HOW TO COMPLETE THIS TASK: In the listing below, locate the lines that hold "String" and copy them.

EXCERPTED RECORDS:

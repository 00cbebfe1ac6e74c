//! Error types for baton-llm

use thiserror::Error;

/// LLM error type
#[derive(Debug, Error)]
pub enum Error {
    /// Provider not configured
    #[error("provider not configured: {0}")]
    NotConfigured(String),

    /// API error
    #[error("api error: {0}")]
    Api(String),

    /// Rate limit exceeded
    #[error("rate limit exceeded")]
    RateLimit,

    /// Invalid response
    #[error("invalid response: {0}")]
    InvalidResponse(String),

    /// Network error
    #[error("network error: {0}")]
    Network(String),

    /// Timeout
    #[error("timeout after {0}ms")]
    Timeout(u64),

    /// Backend-specific failure
    #[error("backend error: {0}")]
    Backend(String),
}

/// Result type alias
pub type Result<T> = std::result::Result<T, Error>;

TASK ANSWER:
    NotConfigured(String),
    Api(String),
    InvalidResponse(String),
    Network(String),
    Backend(String),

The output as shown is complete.